→ **Directions for this task**
Give back every line of the material below that has the string "params".

→ **Available records**
//! Mid-level IR: labelled basic blocks of SSA-style instructions.
//!
//! MIR sits between the typed AST and LLVM IR. Operands are plain string
//! tokens: a name refers to a local or temporary, a decimal spelling is an
//! immediate, and an `@`-prefixed token references a global (an interned
//! string constant the emitter materializes through a GEP).
//!
//! A block is well-formed iff it ends with exactly one terminator (branch,
//! conditional branch, or return). The first block of a function is its
//! entry.

use std::fmt;

/// A MIR type: a primitive named with its LLVM spelling, or a pointer.
#[derive(Debug, Clone, PartialEq, Eq)]
pub enum MirType {
    Prim(String),
    Ptr(Box<MirType>),
}

impl MirType {
    pub fn prim(name: &str) -> MirType {
        MirType::Prim(name.to_string())
    }

    pub fn ptr(inner: MirType) -> MirType {
        MirType::Ptr(Box::new(inner))
    }

    pub fn void() -> MirType {
        MirType::prim("void")
    }

    pub fn i32() -> MirType {
        MirType::prim("i32")
    }

    pub fn i1() -> MirType {
        MirType::prim("i1")
    }

    /// Byte pointer, the type of string constants at use sites.
    pub fn byte_ptr() -> MirType {
        MirType::ptr(MirType::prim("i8"))
    }

    pub fn is_void(&self) -> bool {
        matches!(self, MirType::Prim(name) if name == "void")
    }
}

impl fmt::Display for MirType {
    fn fmt(&self, f: &mut fmt::Formatter<'_>) -> fmt::Result {
        match self {
            MirType::Prim(name) => write!(f, "{}", name),
            MirType::Ptr(inner) => write!(f, "{}*", inner),
        }
    }
}

/// Binary operation kinds.
#[derive(Debug, Clone, Copy, PartialEq, Eq)]
pub enum OpKind {
    Add,
    Sub,
    Mul,
    Div,
    Rem,
    And,
    Or,
    Xor,
    Shl,
    Shr,
    Eq,
    Ne,
    Lt,
    Le,
    Gt,
    Ge,
}

impl OpKind {
    /// Comparisons produce an `i1` regardless of operand type.
    pub fn is_comparison(self) -> bool {
        matches!(
            self,
            OpKind::Eq | OpKind::Ne | OpKind::Lt | OpKind::Le | OpKind::Gt | OpKind::Ge
        )
    }

    pub fn mnemonic(self) -> &'static str {
        match self {
            OpKind::Add => "add",
            OpKind::Sub => "sub",
            OpKind::Mul => "mul",
            OpKind::Div => "div",
            OpKind::Rem => "rem",
            OpKind::And => "and",
            OpKind::Or => "or",
            OpKind::Xor => "xor",
            OpKind::Shl => "shl",
            OpKind::Shr => "shr",
            OpKind::Eq => "eq",
            OpKind::Ne => "ne",
            OpKind::Lt => "lt",
            OpKind::Le => "le",
            OpKind::Gt => "gt",
            OpKind::Ge => "ge",
        }
    }
}

/// One MIR instruction.
#[derive(Debug, Clone)]
pub enum Inst {
    /// Stack slot named after the source binding.
    Alloca {
        name: String,
        ty: MirType,
    },
    Load {
        dest: String,
        src: String,
        ty: MirType,
    },
    Store {
        value: String,
        dest: String,
        ty: MirType,
    },
    BinOp {
        dest: String,
        op: OpKind,
        lhs: String,
        rhs: String,
        ty: MirType,
    },
    Call {
        dest: Option<String>,
        callee: String,
        args: Vec<String>,
        ret: MirType,
    },
    Br {
        label: String,
    },
    CondBr {
        cond: String,
        then_label: String,
        else_label: String,
    },
    Ret {
        value: Option<String>,
        ty: MirType,
    },
    /// Registers a call to run at function exit. Emitted as a comment until
    /// a runtime defer stack exists.
    DeferPush {
        call: Box<Inst>,
    },
    /// Runs the registered defers. Precedes every return.
    DeferRunAll,
}

impl Inst {
    /// Whether this instruction ends a basic block.
    pub fn is_terminator(&self) -> bool {
        matches!(self, Inst::Br { .. } | Inst::CondBr { .. } | Inst::Ret { .. })
    }
}

/// A labelled straight-line instruction sequence.
#[derive(Debug, Clone)]
pub struct BasicBlock {
    pub label: String,
    pub insts: Vec<Inst>,
}

impl BasicBlock {
    pub fn new(label: impl Into<String>) -> Self {
        Self {
            label: label.into(),
            insts: Vec::new(),
        }
    }

    /// True iff the block ends with exactly one terminator.
    pub fn is_terminated(&self) -> bool {
        self.insts.last().is_some_and(Inst::is_terminator)
    }
}

/// An interned string constant.
#[derive(Debug, Clone)]
pub struct GlobalString {
    /// Synthetic name, referenced as `@name` in operands.
    pub name: String,
    /// Raw (decoded) content, without a trailing NUL.
    pub value: String,
}

#[derive(Debug, Clone)]
pub struct MirFunction {
    pub name: String,
    pub params: Vec<(String, MirType)>,
    pub ret: MirType,
    /// Blocks in insertion order; the first is the entry.
    pub blocks: Vec<BasicBlock>,
}

/// Globals in insertion order, then functions in insertion order.
#[derive(Debug, Default)]
pub struct MirModule {
    pub globals: Vec<GlobalString>,
    pub functions: Vec<MirFunction>,
}

impl MirModule {
    pub fn new() -> Self {
        Self::default()
    }

    pub fn function(&self, name: &str) -> Option<&MirFunction> {
        self.functions.iter().find(|f| f.name == name)
    }
}

impl fmt::Display for Inst {
    fn fmt(&self, f: &mut fmt::Formatter<'_>) -> fmt::Result {
        match self {
            Inst::Alloca { name, ty } => write!(f, "{} = alloca {}", name, ty),
            Inst::Load { dest, src, ty } => write!(f, "{} = load {} {}", dest, ty, src),
            Inst::Store { value, dest, ty } => write!(f, "store {} {} -> {}", ty, value, dest),
            Inst::BinOp {
                dest,
                op,
                lhs,
                rhs,
                ty,
            } => write!(f, "{} = {} {} {}, {}", dest, op.mnemonic(), ty, lhs, rhs),
            Inst::Call {
                dest,
                callee,
                args,
                ret,
            } => {
                if let Some(dest) = dest {
                    write!(f, "{} = ", dest)?;
                }
                write!(f, "call {} {}({})", ret, callee, args.join(", "))
            }
            Inst::Br { label } => write!(f, "br {}", label),
            Inst::CondBr {
                cond,
                then_label,
                else_label,
            } => write!(f, "condbr {}, {}, {}", cond, then_label, else_label),
            Inst::Ret { value, ty } => match value {
                Some(value) => write!(f, "ret {} {}", ty, value),
                None => write!(f, "ret void"),
            },
            Inst::DeferPush { call } => write!(f, "defer-push {{{}}}", call),
            Inst::DeferRunAll => write!(f, "defer-run-all"),
        }
    }
}

impl fmt::Display for MirFunction {
    fn fmt(&self, f: &mut fmt::Formatter<'_>) -> fmt::Result {
        let params: Vec<String> = self
            .params
            .iter()
            .map(|(name, ty)| format!("{} {}", name, ty))
            .collect();
        writeln!(f, "fn {}({}) -> {}", self.name, params.join(", "), self.ret)?;
        for block in &self.blocks {
            writeln!(f, "{}:", block.label)?;
            for inst in &block.insts {
                writeln!(f, "  {}", inst)?;
            }
        }
        Ok(())
    }
}

impl fmt::Display for MirModule {
    fn fmt(&self, f: &mut fmt::Formatter<'_>) -> fmt::Result {
        for global in &self.globals {
            writeln!(f, "global {} = {:?}", global.name, global.value)?;
        }
        for function in &self.functions {
            writeln!(f, "{}", function)?;
        }
        Ok(())
    }
}
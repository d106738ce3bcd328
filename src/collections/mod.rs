//! Collections built on chunked, contiguous-storage layouts.

pub mod chunked_vec;

pub use chunked_vec::{ChunkedVec, ChunkedVecError, Iter, ListIter, SubView};


//! Property tests checking `ChunkedVec<i64>` against a `Vec<i64>` reference
//! model over arbitrary sequences of operations (spec properties P1–P8:
//! index/order preservation, append/insert/remove consistency, split and
//! normalize never losing or duplicating elements, sort/remove_if correctness).

use chunked_seq::ChunkedVec;
use proptest::prelude::*;

#[derive(Debug, Clone)]
enum Op {
    Append(i64),
    Insert(usize, i64),
    Remove(usize),
    Set(usize, i64),
    SortAsc,
    RemoveEven,
}

fn op_strategy() -> impl Strategy<Value = Op> {
    prop_oneof![
        any::<i64>().prop_map(Op::Append),
        (0usize..200, any::<i64>()).prop_map(|(i, v)| Op::Insert(i, v)),
        (0usize..200).prop_map(Op::Remove),
        (0usize..200, any::<i64>()).prop_map(|(i, v)| Op::Set(i, v)),
        Just(Op::SortAsc),
        Just(Op::RemoveEven),
    ]
}

fn apply(model: &mut Vec<i64>, chunked: &mut ChunkedVec<i64>, op: &Op) {
    match *op {
        Op::Append(v) => {
            model.push(v);
            chunked.append(v);
        }
        Op::Insert(i, v) => {
            let i = if model.is_empty() { 0 } else { i % (model.len() + 1) };
            model.insert(i, v);
            chunked.insert(i, v).unwrap();
        }
        Op::Remove(i) => {
            if model.is_empty() {
                return;
            }
            let i = i % model.len();
            let expected = model.remove(i);
            let actual = chunked.remove(i).unwrap();
            assert_eq!(expected, actual);
        }
        Op::Set(i, v) => {
            if model.is_empty() {
                return;
            }
            let i = i % model.len();
            let expected = model[i];
            model[i] = v;
            let actual = chunked.set(i, v).unwrap();
            assert_eq!(expected, actual);
        }
        Op::SortAsc => {
            model.sort();
            chunked.sort_by(|a, b| a.cmp(b));
        }
        Op::RemoveEven => {
            model.retain(|x| x % 2 != 0);
            chunked.remove_if(|x| x % 2 == 0).unwrap();
        }
    }
    assert_eq!(model.len(), chunked.size());
}

fn assert_matches_model(model: &[i64], chunked: &ChunkedVec<i64>) {
    assert_eq!(model.len(), chunked.size());
    for (i, expected) in model.iter().enumerate() {
        assert_eq!(*expected, *chunked.get(i).unwrap());
    }
    let collected: Vec<i64> = chunked.iter().copied().collect();
    assert_eq!(collected, model);
}

proptest! {
    #![proptest_config(ProptestConfig::with_cases(256))]

    #[test]
    fn matches_vec_reference_model(ops in prop::collection::vec(op_strategy(), 0..300)) {
        // small tuning constants force split/normalize/fast-map repair to
        // trigger constantly even for modestly sized operation sequences.
        let mut chunked = ChunkedVec::with_tuning(1, 4, 8, 4);
        let mut model: Vec<i64> = Vec::new();
        for op in &ops {
            apply(&mut model, &mut chunked, op);
            assert_matches_model(&model, &chunked);
        }
    }

    #[test]
    fn default_tuning_matches_model_for_smaller_sequences(
        ops in prop::collection::vec(op_strategy(), 0..120)
    ) {
        let mut chunked = ChunkedVec::new();
        let mut model: Vec<i64> = Vec::new();
        for op in &ops {
            apply(&mut model, &mut chunked, op);
        }
        assert_matches_model(&model, &chunked);
    }

    #[test]
    fn clear_always_empties_regardless_of_history(
        ops in prop::collection::vec(op_strategy(), 0..100)
    ) {
        let mut chunked = ChunkedVec::with_tuning(1, 4, 8, 4);
        let mut model: Vec<i64> = Vec::new();
        for op in &ops {
            apply(&mut model, &mut chunked, op);
        }
        chunked.clear();
        prop_assert_eq!(chunked.size(), 0);
        prop_assert!(chunked.is_empty());
        prop_assert!(chunked.get(0).is_err());
    }
}
impl<'a, T> SubView<'a, T> {
    /// Number of elements visible through this view.
    pub fn len(&self) -> usize {
        self.size
    }

    /// `true` if the view is empty.
    pub fn is_empty(&self) -> bool {
        self.size == 0
    }

    fn check(&self, i: usize, bound: usize) -> Result<(), ChunkedVecError> {
        if i >= bound {
            return Err(ChunkedVecError::IndexOutOfBounds { index: i, len: bound });
        }
        Ok(())
    }

    /// Returns a reference to the element at local index `i`.
    pub fn get(&self, i: usize) -> Result<&T, ChunkedVecError> {
        self.check(i, self.size)?;
        self.parent.get(self.offset + i)
    }

    /// Replaces the element at local index `i`.
    pub fn set(&mut self, i: usize, value: T) -> Result<T, ChunkedVecError> {
        self.check(i, self.size)?;
        self.parent.set(self.offset + i, value)
    }

    /// Inserts `value` at local index `i`, extending the view by one.
    pub fn insert(&mut self, i: usize, value: T) -> Result<(), ChunkedVecError> {
        self.check(i, self.size + 1)?;
        self.parent.insert(self.offset + i, value)?;
        self.size += 1;
        Ok(())
    }

    /// Removes the element at local index `i`, shrinking the view by one.
    pub fn remove(&mut self, i: usize) -> Result<T, ChunkedVecError> {
        self.check(i, self.size)?;
        let value = self.parent.remove(self.offset + i)?;
        self.size -= 1;
        Ok(value)
    }

    /// Appends `value` to the end of the view.
    pub fn append(&mut self, value: T) -> Result<(), ChunkedVecError> {
        self.parent.insert(self.offset + self.size, value)?;
        self.size += 1;
        Ok(())
    }
}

→ **Written response**
    pub params: Vec<(String, MirType)>,
        let params: Vec<String> = self
            .params
        writeln!(f, "fn {}({}) -> {}", self.name, params.join(", "), self.ret)?;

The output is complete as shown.